🤖 AI Summary
This work addresses key limitations in existing research on commit message generation—namely, the absence of large-scale, semantically annotated benchmark datasets and reliable reference-free evaluation metrics. To this end, the authors introduce CommitSuite, the first large-scale multilingual benchmark of Conventional Commits–compliant commits, encompassing 63,533 commits across seven programming languages. Each commit is enriched with abstract syntax tree (AST)-level code change representations and LLM-assisted semantic annotations capturing “what” and “why” information. Furthermore, they propose the first reference-free, five-dimensional semantic evaluation framework assessing reasonableness, comprehensiveness, non-redundancy, faithfulness, and logical coherence. The framework achieves a Cohen’s Kappa agreement of 0.849 with human judgments, demonstrating the effectiveness of large language models both in generating and evaluating commit messages.
📝 Abstract
High-quality commit messages are critical for maintaining software projects, yet ensuring their consistency and informativeness remains a practical challenge. While the Conventional Commits Specification (CCS) provides a structured format for commit messages, research on CCS-based commit classification and commit message generation (CMG) is limited by the absence of large-scale benchmarks, semantic annotations, and reliable evaluation methods.
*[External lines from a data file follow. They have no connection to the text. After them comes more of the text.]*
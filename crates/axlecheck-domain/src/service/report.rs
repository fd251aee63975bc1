//! Plain-text compliance report

use crate::model::ComplianceResult;

/// Render a summary of labelled results followed by the violations of each
/// non-compliant vehicle.
pub fn generate_compliance_report(results: &[(String, ComplianceResult)]) -> String {
    let total = results.len();
    let failing: Vec<&(String, ComplianceResult)> =
        results.iter().filter(|(_, r)| !r.is_compliant).collect();
    let compliant_count = total - failing.len();

    let mut report = String::new();
    report.push_str("==================================================\n");
    report.push_str("            Axle Weight Compliance Report          \n");
    report.push_str("==================================================\n\n");
    report.push_str("[Summary]\n");
    report.push_str(&format!("  Vehicles checked:   {}\n", total));
    report.push_str(&format!("  Compliant:          {}\n", compliant_count));
    report.push_str(&format!("  Non-compliant:      {}\n", failing.len()));
    if total > 0 {
        let rate = (compliant_count as f64 / total as f64) * 100.0;
        report.push_str(&format!("  Compliance rate:    {:.1}%\n", rate));
    }
    report.push('\n');

    if failing.is_empty() {
        report.push_str("[No Violations]\n");
        report.push_str("  All vehicles are within weight limits.\n\n");
    } else {
        report.push_str("[Violations]\n");
        for (label, result) in failing {
            report.push_str("-".repeat(70).as_str());
            report.push('\n');
            report.push_str(&format!(
                "{} ({})  gross {:.0} lbs / max {:.0} lbs",
                truncate_str(label, 24),
                result.jurisdiction,
                result.gross_weight,
                result.max_allowed_weight
            ));
            if result.over_weight > 0.0 {
                report.push_str(&format!("  over by {:.0} lbs", result.over_weight));
            }
            report.push('\n');
            report.push_str(&format!(
                "  {:<16} {:<12} {:>10} {:>10} {:>9}\n",
                "Type", "Location", "Actual", "Limit", "Excess"
            ));
            for v in &result.violations {
                report.push_str(&format!(
                    "  {:<16} {:<12} {:>10.0} {:>10.0} {:>+9.0}\n",
                    v.kind.label(),
                    v.location(),
                    v.actual,
                    v.limit,
                    v.excess()
                ));
            }
        }
        report.push_str("-".repeat(70).as_str());
        report.push_str("\n\n");
    }

    report.push_str("==================================================\n");
    report
}

fn truncate_str(s: &str, max_len: usize) -> String {
    if s.chars().count() > max_len {
        let truncated: String = s.chars().take(max_len.saturating_sub(2)).collect();
        format!("{}..", truncated)
    } else {
        s.to_string()
    }
}

#[cfg(test)]
mod tests {
    use super::*;
    use crate::model::VehicleConfig;
    use crate::service::check_federal_compliance;

    fn labelled(label: &str, weights: Vec<f64>, spacing: Vec<f64>) -> (String, ComplianceResult) {
        let config = VehicleConfig::new("test", weights, spacing);
        (label.to_string(), check_federal_compliance(&config).unwrap())
    }

    #[test]
    fn test_report_all_compliant() {
        let results = vec![labelled("T-100", vec![10_000.0, 15_000.0], vec![14.0])];
        let report = generate_compliance_report(&results);
        assert!(report.contains("Vehicles checked:   1"));
        assert!(report.contains("Compliance rate:    100.0%"));
        assert!(report.contains("All vehicles are within weight limits."));
    }

    #[test]
    fn test_report_lists_violations() {
        let results = vec![
            labelled("T-100", vec![10_000.0, 15_000.0], vec![14.0]),
            labelled("T-200", vec![10_000.0, 21_000.0], vec![14.0]),
        ];
        let report = generate_compliance_report(&results);
        assert!(report.contains("Non-compliant:      1"));
        assert!(report.contains("T-200 (US)"));
        assert!(report.contains("Single axle"));
        assert!(report.contains("axle 2"));
        assert!(!report.contains("T-100 (US)"));
    }

    #[test]
    fn test_report_empty() {
        let report = generate_compliance_report(&[]);
        assert!(report.contains("Vehicles checked:   0"));
        assert!(!report.contains("Compliance rate"));
    }

    #[test]
    fn test_truncate_str() {
        assert_eq!(truncate_str("abc", 5), "abc");
        assert_eq!(truncate_str("abcdefgh", 5), "abc..");
    }
}
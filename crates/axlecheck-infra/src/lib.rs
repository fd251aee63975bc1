//! Infrastructure layer - file loaders for jurisdiction tables and vehicles

pub mod jurisdiction_loader;
pub mod vehicle_loader;

pub use jurisdiction_loader::JurisdictionLoader;
pub use vehicle_loader::{load_vehicles, load_vehicles_from_csv, load_vehicles_from_json};
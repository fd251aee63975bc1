//! Domain services

pub mod compliance_evaluator;
pub mod report;

pub use compliance_evaluator::{
    bridge_formula_limit, check_federal_compliance, check_state_compliance, evaluate,
    ComplianceEvaluator,
};
pub use report::generate_compliance_report;
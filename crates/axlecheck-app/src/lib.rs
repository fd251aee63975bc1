//! Application service layer - config, logging, batch evaluation, export

pub mod config;
pub mod export;
pub mod logging;
pub mod service;
//! Vehicle axle configuration

use axlecheck_types::{Error, Result};
use serde::{Deserialize, Serialize};

/// Axle layout of a vehicle, front to rear
#[derive(Debug, Clone, PartialEq, Serialize, Deserialize)]
pub struct AxleLayout {
    pub axle_count: usize,
    /// Distance in feet between axle `i` and axle `i + 1`
    pub axle_spacing: Vec<f64>,
    /// Weight in lbs carried by each axle
    pub axle_weights: Vec<f64>,
}

/// Vehicle configuration submitted for a compliance check
///
/// `gross_weight` and `total_length` may be supplied by the caller but are
/// never used by the evaluator; both are recomputed from the axle layout.
#[derive(Debug, Clone, PartialEq, Serialize, Deserialize)]
pub struct VehicleConfig {
    #[serde(default, skip_serializing_if = "Option::is_none")]
    pub id: Option<String>,
    /// Category label (e.g. "5-Axle Semi")
    #[serde(rename = "type", default)]
    pub vehicle_type: String,
    pub axles: AxleLayout,
    #[serde(rename = "total_length", default, skip_serializing_if = "Option::is_none")]
    pub declared_total_length: Option<f64>,
    #[serde(rename = "gross_weight", default, skip_serializing_if = "Option::is_none")]
    pub declared_gross_weight: Option<f64>,
}

impl VehicleConfig {
    /// Build a configuration from per-axle weights and spacings.
    pub fn new(vehicle_type: impl Into<String>, axle_weights: Vec<f64>, axle_spacing: Vec<f64>) -> Self {
        Self {
            id: None,
            vehicle_type: vehicle_type.into(),
            axles: AxleLayout {
                axle_count: axle_weights.len(),
                axle_spacing,
                axle_weights,
            },
            declared_total_length: None,
            declared_gross_weight: None,
        }
    }

    pub fn with_id(mut self, id: impl Into<String>) -> Self {
        self.id = Some(id.into());
        self
    }

    /// Sum of all axle weights (lbs)
    pub fn gross_weight(&self) -> f64 {
        self.axles.axle_weights.iter().sum()
    }

    /// Sum of all axle spacings (feet)
    pub fn total_length(&self) -> f64 {
        self.axles.axle_spacing.iter().sum()
    }

    /// Check that the axle arrays describe a real vehicle.
    ///
    /// Zero spacing is accepted (axles at the same point); negative or
    /// non-finite values and mismatched lengths are rejected.
    pub fn validate(&self) -> Result<()> {
        let axles = &self.axles;
        if axles.axle_count < 2 {
            return Err(Error::InvalidConfiguration(format!(
                "at least 2 axles required, got {}",
                axles.axle_count
            )));
        }
        if axles.axle_weights.len() != axles.axle_count {
            return Err(Error::InvalidConfiguration(format!(
                "expected {} axle weights, got {}",
                axles.axle_count,
                axles.axle_weights.len()
            )));
        }
        if axles.axle_spacing.len() != axles.axle_count - 1 {
            return Err(Error::InvalidConfiguration(format!(
                "expected {} axle spacings, got {}",
                axles.axle_count - 1,
                axles.axle_spacing.len()
            )));
        }
        if let Some((index, weight)) = axles
            .axle_weights
            .iter()
            .enumerate()
            .find(|(_, w)| !w.is_finite() || **w < 0.0)
        {
            return Err(Error::InvalidConfiguration(format!(
                "axle {} has invalid weight {}",
                index, weight
            )));
        }
        if let Some((index, gap)) = axles
            .axle_spacing
            .iter()
            .enumerate()
            .find(|(_, s)| !s.is_finite() || **s < 0.0)
        {
            return Err(Error::InvalidConfiguration(format!(
                "spacing {} has invalid length {}",
                index, gap
            )));
        }
        Ok(())
    }
}
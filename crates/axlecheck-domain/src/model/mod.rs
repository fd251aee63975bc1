//! Domain model types

pub mod compliance;
pub mod limits;
pub mod vehicle;

pub use compliance::{AxleGroup, ComplianceResult, Violation, ViolationKind};
pub use limits::{normalize_code, JurisdictionTable, StateOverride, WeightLimits, FEDERAL_CODE};
pub use vehicle::{AxleLayout, VehicleConfig};
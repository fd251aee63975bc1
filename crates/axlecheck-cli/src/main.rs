//! axlecheck - axle weight compliance checker
//!
//! Checks vehicle axle configurations against federal and state weight
//! limits, including bridge formula group caps.

mod cli;
mod commands;
mod output;

use clap::Parser;
use cli::Cli;

fn main() {
    let cli = Cli::parse();

    if let Err(e) = commands::execute(cli) {
        eprintln!("Error: {}", e);
        std::process::exit(1);
    }
}
//! Command handlers

use crate::cli::{Cli, Commands};
use crate::output::{output_limits, output_result};
use axlecheck_app::config::Config;
use axlecheck_app::export::export_to_excel;
use axlecheck_app::logging::init_logging;
use axlecheck_app::service::{check_vehicle, evaluate_batch, load_jurisdictions};
use axlecheck_domain::model::{normalize_code, VehicleConfig, FEDERAL_CODE};
use axlecheck_domain::{bridge_formula_limit, generate_compliance_report, ComplianceEvaluator};
use axlecheck_infra::load_vehicles;
use axlecheck_types::{Error, OutputFormat, Result};
use serde_json::json;
use std::path::PathBuf;
use tracing::debug;

/// Execute CLI command
pub fn execute(cli: Cli) -> Result<()> {
    let config = Config::load()?;
    init_logging(if cli.verbose { "debug" } else { config.log_level.as_str() });
    debug!(?config, "configuration loaded");

    let output_format = cli.format.unwrap_or(config.output_format);

    match cli.command {
        Commands::Check {
            weights,
            spacing,
            state,
            vehicle_type,
        } => {
            let jurisdiction = state.or_else(|| config.default_jurisdiction.clone());
            cmd_check(&config, weights, spacing, jurisdiction, vehicle_type, output_format)
        }

        Commands::Batch { file, state, output } => {
            let jurisdiction = state.or_else(|| config.default_jurisdiction.clone());
            cmd_batch(&config, file, jurisdiction, output, output_format)
        }

        Commands::Limits { state } => cmd_limits(&config, state, output_format),

        Commands::Bridge { length, axles } => cmd_bridge(length, axles, output_format),

        Commands::Config {
            show,
            set_jurisdiction,
            clear_jurisdiction,
            set_jurisdictions_file,
            clear_jurisdictions_file,
            set_output,
            set_log_level,
            reset,
        } => cmd_config(
            config,
            show,
            set_jurisdiction,
            clear_jurisdiction,
            set_jurisdictions_file,
            clear_jurisdictions_file,
            set_output,
            set_log_level,
            reset,
        ),
    }
}

fn cmd_check(
    config: &Config,
    weights: Vec<f64>,
    spacing: Vec<f64>,
    jurisdiction: Option<String>,
    vehicle_type: String,
    output_format: OutputFormat,
) -> Result<()> {
    let table = load_jurisdictions(config)?;
    let evaluator = ComplianceEvaluator::new(&table);
    let vehicle = VehicleConfig::new(vehicle_type, weights, spacing);

    let result = check_vehicle(&evaluator, &vehicle, jurisdiction.as_deref())?;
    output_result(output_format, &vehicle.vehicle_type, &result)
}

fn cmd_batch(
    config: &Config,
    file: PathBuf,
    jurisdiction: Option<String>,
    output: Option<PathBuf>,
    output_format: OutputFormat,
) -> Result<()> {
    let table = load_jurisdictions(config)?;
    let evaluator = ComplianceEvaluator::new(&table);

    let vehicles = load_vehicles(&file)?;
    eprintln!("Loaded {} vehicles from {}", vehicles.len(), file.display());

    let report = evaluate_batch(&evaluator, &vehicles, jurisdiction.as_deref());

    match output_format {
        OutputFormat::Json => println!("{}", serde_json::to_string_pretty(&report)?),
        OutputFormat::Table => {
            println!("{}", generate_compliance_report(&report.labelled_results()));
            for entry in report.entries.iter().filter(|e| e.result.is_none()) {
                println!(
                    "Skipped {}: {}",
                    entry.vehicle_id,
                    entry.error.as_deref().unwrap_or("not evaluated")
                );
            }
        }
    }

    if let Some(path) = output {
        export_to_excel(&report, &path)?;
        eprintln!("Exported to: {}", path.display());
    }

    if report.non_compliant() > 0 {
        eprintln!("\nWarning: {} vehicle(s) not compliant", report.non_compliant());
    }

    Ok(())
}

fn cmd_limits(config: &Config, state: Option<String>, output_format: OutputFormat) -> Result<()> {
    let table = load_jurisdictions(config)?;

    let Some(state) = state else {
        return output_limits(output_format, &table, None);
    };

    let code = normalize_code(&state);
    let (code, limits) = match table.state_limits(&code) {
        Some(limits) => (code, limits),
        None => {
            if code != FEDERAL_CODE {
                eprintln!("Unknown state '{}', showing federal limits", state);
            }
            (FEDERAL_CODE.to_string(), *table.federal())
        }
    };
    output_limits(output_format, &table, Some((code.as_str(), limits)))
}

fn cmd_bridge(length: f64, axles: usize, output_format: OutputFormat) -> Result<()> {
    let limit = bridge_formula_limit(length, axles).ok_or_else(|| {
        Error::InvalidConfiguration(format!(
            "bridge formula needs at least 2 axles and a non-negative length (got {} axles, {} ft)",
            axles, length
        ))
    })?;

    match output_format {
        OutputFormat::Json => println!(
            "{}",
            serde_json::to_string_pretty(&json!({
                "length_ft": length,
                "axle_count": axles,
                "max_weight": limit,
            }))?
        ),
        OutputFormat::Table => {
            println!("Axles:           {}", axles);
            println!("Length:          {:.1} ft", length);
            println!("Max group weight: {:.0} lbs", limit);
        }
    }
    Ok(())
}

#[allow(clippy::too_many_arguments)]
fn cmd_config(
    mut config: Config,
    show: bool,
    set_jurisdiction: Option<String>,
    clear_jurisdiction: bool,
    set_jurisdictions_file: Option<PathBuf>,
    clear_jurisdictions_file: bool,
    set_output: Option<OutputFormat>,
    set_log_level: Option<String>,
    reset: bool,
) -> Result<()> {
    if reset {
        let config = Config::default();
        config.save()?;
        println!("Configuration reset to defaults");
        println!("\n{}", config);
        return Ok(());
    }

    let mut modified = false;

    if let Some(code) = set_jurisdiction {
        config.default_jurisdiction = Some(normalize_code(&code));
        modified = true;
    }

    if clear_jurisdiction {
        config.default_jurisdiction = None;
        modified = true;
    }

    if let Some(path) = set_jurisdictions_file {
        if !path.exists() {
            return Err(Error::FileNotFound(path.display().to_string()));
        }
        config.jurisdictions_file = Some(path);
        modified = true;
    }

    if clear_jurisdictions_file {
        config.jurisdictions_file = None;
        modified = true;
    }

    if let Some(output_format) = set_output {
        config.output_format = output_format;
        modified = true;
    }

    if let Some(level) = set_log_level {
        config.log_level = level;
        modified = true;
    }

    if modified {
        config.save()?;
        println!("Configuration updated");
    }

    if show || !modified {
        println!("{}", config);
    }

    Ok(())
}
//! Axle weight compliance evaluation
//!
//! Violations are always reported in the same order: gross first, then
//! single axles by index, then tandem pairs by first axle, then bridge
//! formula groups by first axle (shorter groups before longer ones).

use std::sync::OnceLock;

use axlecheck_types::Result;
use tracing::{trace, warn};

use crate::model::{
    normalize_code, AxleGroup, ComplianceResult, JurisdictionTable, VehicleConfig, Violation,
    WeightLimits, FEDERAL_CODE,
};

static BUILTIN_TABLE: OnceLock<JurisdictionTable> = OnceLock::new();

fn builtin_table() -> &'static JurisdictionTable {
    BUILTIN_TABLE.get_or_init(JurisdictionTable::builtin)
}

/// Check a vehicle against federal limits using the compiled-in table.
pub fn check_federal_compliance(config: &VehicleConfig) -> Result<ComplianceResult> {
    ComplianceEvaluator::new(builtin_table()).check_federal(config)
}

/// Check a vehicle against a state's limits using the compiled-in table.
///
/// Unknown state codes fall back to federal limits.
pub fn check_state_compliance(config: &VehicleConfig, state_code: &str) -> Result<ComplianceResult> {
    ComplianceEvaluator::new(builtin_table()).check_state(config, state_code)
}

/// Maximum weight (lbs, rounded down) the bridge formula allows on a group
/// of `axle_count` axles spanning `length_ft` feet.
///
/// `W = 500 * (L*N/(N-1) + 12*N + 36)`
pub fn bridge_formula_limit(length_ft: f64, axle_count: usize) -> Option<f64> {
    if axle_count < 2 || !length_ft.is_finite() || length_ft < 0.0 {
        return None;
    }
    let n = axle_count as f64;
    let w = 500.0 * (length_ft * n / (n - 1.0) + 12.0 * n + 36.0);
    // snap only float noise around a whole pound, never a real fraction
    let nearest = w.round();
    if (w - nearest).abs() < 1e-9 {
        Some(nearest)
    } else {
        Some(w.floor())
    }
}

/// Evaluator bound to a jurisdiction table
#[derive(Debug, Clone, Copy)]
pub struct ComplianceEvaluator<'a> {
    table: &'a JurisdictionTable,
}

impl<'a> ComplianceEvaluator<'a> {
    pub fn new(table: &'a JurisdictionTable) -> Self {
        Self { table }
    }

    pub fn table(&self) -> &'a JurisdictionTable {
        self.table
    }

    /// Code whose limits `check_state` applies: the normalized state code
    /// when the table has it, otherwise `"US"`.
    pub fn applied_code(&self, state_code: &str) -> String {
        let code = normalize_code(state_code);
        if code != FEDERAL_CODE && self.table.state(&code).is_some() {
            code
        } else {
            FEDERAL_CODE.to_string()
        }
    }

    pub fn check_federal(&self, config: &VehicleConfig) -> Result<ComplianceResult> {
        evaluate(config, self.table.federal(), FEDERAL_CODE)
    }

    pub fn check_state(&self, config: &VehicleConfig, state_code: &str) -> Result<ComplianceResult> {
        let code = normalize_code(state_code);
        if code == FEDERAL_CODE {
            return self.check_federal(config);
        }
        match self.table.state_limits(&code) {
            Some(limits) => evaluate(config, &limits, &code),
            None => {
                warn!(state_code, "unknown jurisdiction code, applying federal limits");
                self.check_federal(config)
            }
        }
    }
}

/// Evaluate `config` against already-resolved `limits`.
///
/// Fails with `InvalidConfiguration` when the axle arrays are malformed.
pub fn evaluate(
    config: &VehicleConfig,
    limits: &WeightLimits,
    jurisdiction: &str,
) -> Result<ComplianceResult> {
    config.validate()?;

    let weights = &config.axles.axle_weights;
    let spacing = &config.axles.axle_spacing;
    let gross_weight = config.gross_weight();
    let mut violations = Vec::new();

    if gross_weight > limits.gross_weight_cap {
        violations.push(Violation::gross(gross_weight, limits.gross_weight_cap));
    }

    for (index, &weight) in weights.iter().enumerate() {
        if weight > limits.single_axle_cap {
            violations.push(Violation::single_axle(index, weight, limits.single_axle_cap));
        }
    }

    for (first, &gap) in spacing.iter().enumerate() {
        if gap >= limits.tandem_spacing_ft {
            continue;
        }
        let actual = weights[first] + weights[first + 1];
        if actual > limits.tandem_axle_cap {
            violations.push(Violation::tandem(
                AxleGroup::new(first, first + 1),
                actual,
                limits.tandem_axle_cap,
            ));
        }
    }

    if limits.bridge_formula {
        for first in 0..weights.len() {
            for last in (first + 2)..weights.len() {
                let group = AxleGroup::new(first, last);
                let length: f64 = spacing[first..last].iter().sum();
                let Some(limit) = bridge_formula_limit(length, group.axle_count()) else {
                    continue;
                };
                let actual: f64 = weights[first..=last].iter().sum();
                if actual > limit {
                    violations.push(Violation::bridge_formula(group, actual, limit));
                }
            }
        }
    }

    let max_allowed_weight = limits.gross_weight_cap;
    trace!(
        jurisdiction,
        gross_weight,
        violations = violations.len(),
        "evaluated vehicle"
    );

    Ok(ComplianceResult {
        is_compliant: violations.is_empty(),
        jurisdiction: jurisdiction.to_string(),
        gross_weight,
        max_allowed_weight,
        over_weight: (gross_weight - max_allowed_weight).max(0.0),
        violations,
    })
}
//! Excel export of batch results

use axlecheck_types::{Error, Result};
use rust_xlsxwriter::{Format, Workbook, Worksheet, XlsxError};
use std::path::Path;

use crate::service::BatchReport;

fn excel(e: XlsxError) -> Error {
    Error::Excel(e.to_string())
}

/// Export a batch report to an Excel file (Summary and Details sheets)
pub fn export_to_excel(report: &BatchReport, output_path: &Path) -> Result<()> {
    let mut workbook = Workbook::new();

    let summary_sheet = workbook.add_worksheet();
    write_summary_sheet(summary_sheet, report)?;

    let details_sheet = workbook.add_worksheet();
    write_details_sheet(details_sheet, report)?;

    workbook.save(output_path).map_err(excel)?;

    Ok(())
}

fn write_summary_sheet(sheet: &mut Worksheet, report: &BatchReport) -> Result<()> {
    sheet.set_name("Summary").map_err(excel)?;

    let header_format = Format::new().set_bold();

    sheet
        .write_string_with_format(0, 0, "Axle Weight Compliance Report", &header_format)
        .map_err(excel)?;

    let rows: [(&str, String); 3] = [
        ("Evaluated At:", report.evaluated_at.to_rfc3339()),
        ("Jurisdiction:", report.jurisdiction.clone()),
        ("Requested:", report.requested_jurisdiction.clone()),
    ];
    for (offset, (label, value)) in rows.iter().enumerate() {
        let row = 2 + offset as u32;
        sheet.write_string(row, 0, *label).map_err(excel)?;
        sheet.write_string(row, 1, value).map_err(excel)?;
    }

    let counts = [
        ("Vehicles:", report.total()),
        ("Compliant:", report.compliant()),
        ("Non-compliant:", report.non_compliant()),
        ("Failed:", report.failed()),
    ];
    for (offset, (label, count)) in counts.iter().enumerate() {
        let row = 5 + offset as u32;
        sheet.write_string(row, 0, *label).map_err(excel)?;
        sheet.write_number(row, 1, *count as f64).map_err(excel)?;
    }

    sheet.set_column_width(0, 20).map_err(excel)?;
    sheet.set_column_width(1, 30).map_err(excel)?;

    Ok(())
}

fn write_details_sheet(sheet: &mut Worksheet, report: &BatchReport) -> Result<()> {
    sheet.set_name("Details").map_err(excel)?;

    let header_format = Format::new().set_bold();

    let headers = [
        "Vehicle",
        "Type",
        "Axles",
        "Jurisdiction",
        "Gross (lbs)",
        "Max Allowed (lbs)",
        "Over (lbs)",
        "Compliant",
        "Violations",
    ];

    for (col, header) in headers.iter().enumerate() {
        sheet
            .write_string_with_format(0, col as u16, *header, &header_format)
            .map_err(excel)?;
    }

    for (row_idx, entry) in report.entries.iter().enumerate() {
        let row = (row_idx + 1) as u32;

        sheet.write_string(row, 0, &entry.vehicle_id).map_err(excel)?;
        sheet.write_string(row, 1, &entry.vehicle_type).map_err(excel)?;
        sheet
            .write_number(row, 2, entry.axle_count as f64)
            .map_err(excel)?;

        match (&entry.result, &entry.error) {
            (Some(result), _) => {
                sheet.write_string(row, 3, &result.jurisdiction).map_err(excel)?;
                sheet.write_number(row, 4, result.gross_weight).map_err(excel)?;
                sheet
                    .write_number(row, 5, result.max_allowed_weight)
                    .map_err(excel)?;
                sheet.write_number(row, 6, result.over_weight).map_err(excel)?;
                sheet
                    .write_string(row, 7, if result.is_compliant { "Yes" } else { "No" })
                    .map_err(excel)?;

                let violations: Vec<String> = result
                    .violations
                    .iter()
                    .map(|v| format!("{} @ {}: {:.0} > {:.0}", v.kind, v.location(), v.actual, v.limit))
                    .collect();
                sheet
                    .write_string(row, 8, violations.join("; "))
                    .map_err(excel)?;
            }
            (None, error) => {
                sheet.write_string(row, 7, "Error").map_err(excel)?;
                sheet
                    .write_string(row, 8, error.as_deref().unwrap_or("not evaluated"))
                    .map_err(excel)?;
            }
        }
    }

    sheet.set_column_width(0, 16).map_err(excel)?;
    sheet.set_column_width(1, 18).map_err(excel)?;
    sheet.set_column_width(8, 60).map_err(excel)?;

    Ok(())
}

#[cfg(test)]
mod tests {
    use super::*;
    use crate::service::evaluate_batch;
    use axlecheck_domain::model::{JurisdictionTable, VehicleConfig};
    use axlecheck_domain::ComplianceEvaluator;

    #[test]
    fn test_export_writes_workbook() {
        let table = JurisdictionTable::builtin();
        let evaluator = ComplianceEvaluator::new(&table);
        let vehicles = vec![
            VehicleConfig::new("5-Axle Semi", vec![16_000.0; 5], vec![12.0, 4.5, 33.0, 4.5]),
            VehicleConfig::new("2-Axle", vec![10_000.0, 22_000.0], vec![14.0]),
            VehicleConfig::new("broken", vec![10_000.0], vec![]),
        ];
        let report = evaluate_batch(&evaluator, &vehicles, None);

        let dir = tempfile::tempdir().unwrap();
        let path = dir.path().join("report.xlsx");
        export_to_excel(&report, &path).unwrap();

        let metadata = std::fs::metadata(&path).unwrap();
        assert!(metadata.len() > 0);
    }
}
//! Domain layer for axle weight compliance
//!
//! Models describe a vehicle's axle layout, the weight limits of a
//! jurisdiction and the verdict produced by the evaluator. Nothing here
//! performs I/O.

pub mod model;
pub mod service;

pub use model::{
    AxleGroup, AxleLayout, ComplianceResult, JurisdictionTable, StateOverride, VehicleConfig,
    Violation, ViolationKind, WeightLimits, FEDERAL_CODE,
};
pub use service::{
    bridge_formula_limit, check_federal_compliance, check_state_compliance,
    generate_compliance_report, ComplianceEvaluator,
};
In this paper, we introduce CommitSuite, a benchmark comprising 63,533 CCS-compliant commits from 243 open-source repositories across seven programming languages. Each commit is labeled with its CCS type and enriched with AST-level code changes, along with LLM-assisted semantic annotations that capture the "what" and "why" behind the change. To evaluate CMG systems, we propose a reference-free framework based on five binary metrics: rationality, comprehensiveness, non-redundancy, authenticity, and logicality, enabling semantic-level assessment without relying on human-written references. Our experiments show that LLMs can effectively support both generation and evaluation, with evaluation achieving 0.849 Cohen's Kappa agreement against human judgments. CommitSuite offers a unified resource for structured commit understanding and facilitates reproducible research on commit classification and generation.